1010 WINS Audio: Reporter Mona Rivera Gets First Broadcast Interview with Arthur Schick, the man at the center of the controversy.
Assemblymen Dov Hikind said numerous civilian witnesses heard Chief of Department Joseph Esposito yell "F--- the Jews'' and "F--- the community'' while officers struggled to tame an unruly crowd Tuesday night in Borough Park. The politician and other community leaders were demanding an apology.
Esposito "lost it last night,'' said Hikind, an area Democrat. ``He thought he was in the Wild West.''
Mayor Michael Bloomberg, a Republican, said that, although officials would review the entire episode, ``from what I can see the police department acted appropriately.''
The department released a statement saying Esposito ``acknowledged that in attempting to bring under control a chaotic situation in front of the 66th Precinct stationhouse last night he used inappropriate language in instructing police officers to 'Get these f---ing people out of here.'''
As word of the arrests spread, angry protesters _ many of them teenagers wearing traditional black suits and hats _ flooded the streets and set small fires. Some surrounded the police station and chanted, ``No Justice, no peace,'' before officers in riot gear were dispatched to disperse the crowd.
Hikind blamed the police.
``The behavior of the young people in the street was unfortunate, but it escalated because of the police,'' he said.

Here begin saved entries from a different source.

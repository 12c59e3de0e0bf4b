//! Persistent side stores of the indexer: content-derived ids, the
//! offset-addressed blob arena and the flat header file.

pub mod blobs;
pub mod headers;
pub mod ids;
pub mod remote;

Of Esposito, the assemblyman said: ``We don't want his head. We want an apology.''
Police Commissioner Raymond Kelly insisted he had ``total confidence'' in the chief.
``Sometimes in a chaotic situation things may be said that people might regret in the future,'' Kelly said. ``But he's an outstanding commander, and I think overall the situation was handled well.''
Hundreds of residents had stormed the streets amid accusations, later denied by police officials, that officers used excessive force in arresting a 75-year-old man after a routine traffic stop. Witnesses said police had shoved the man against a car.
The man, who was pulled over for talking on his cell phone while driving, resisted the officers during the stop and was arrested with two other people who meddled in the incident, police said.
New York is among a group of states that prohibit talking on hand-held cell phones while driving.
Protesters set small fires and blocked streets in the Orthodox Jewish neighborhood while Arthur Schick's car sat parked in front of the bakery bearing his family's name.
Dozens of young Orthodox Jews in traditional black suits and hats gathered on street corners in the neighborhood, which sees very little crime. Charred garbage pockmarked the streets.
Police officers herded away onlookers, who yelled back angrily. The crowd had mostly dispersed by late Tuesday night.
Sariel Widawsky, co-owner of Schick's Bakery, said he saw the traffic stop through the front window of his store, which once was owned by Schick's mother. He said he saw police push Schick, whom he described as a friend he's known since 1960.
``They pushed Arthur against the car and physically manhandled him in a way unbefitting such a well-respected and liked member of the community,'' Widawsky said. ``He shouldn't be treated like that.''
He said police ``acted as if they were going to a riot, pulling out batons and spraying Mace and abusing their power.'' He said people at the scene begged the officers to stop.
Yossi Baumann, a bakery shipping manager who was on the sidewalk wrapping a pallet, said the police called for backup after Schick resisted their handcuffs. He said four officers picked Schick up horizontally and hurled him into a van.
Other witnesses and friends said it's possible Schick, a caterer of weddings and bat mitzvahs, didn't hear instructions from the officers because he uses a hearing aid. They said the police, who twisted Schick's arms behind his back, had overreacted.
Some residents said an increase in traffic tickets had raised tensions in the community.
Schick's friends said a lawyer told them he was taken to a police station and spent time in a cell before being released. Schick's wife, reached by telephone at home around midnight, said her husband was asleep and declined to comment further.
The incident happened on one of the busiest shopping days before Passover, the weeklong Jewish commemoration of the deliverance of the ancient Hebrews from slavery in Egypt.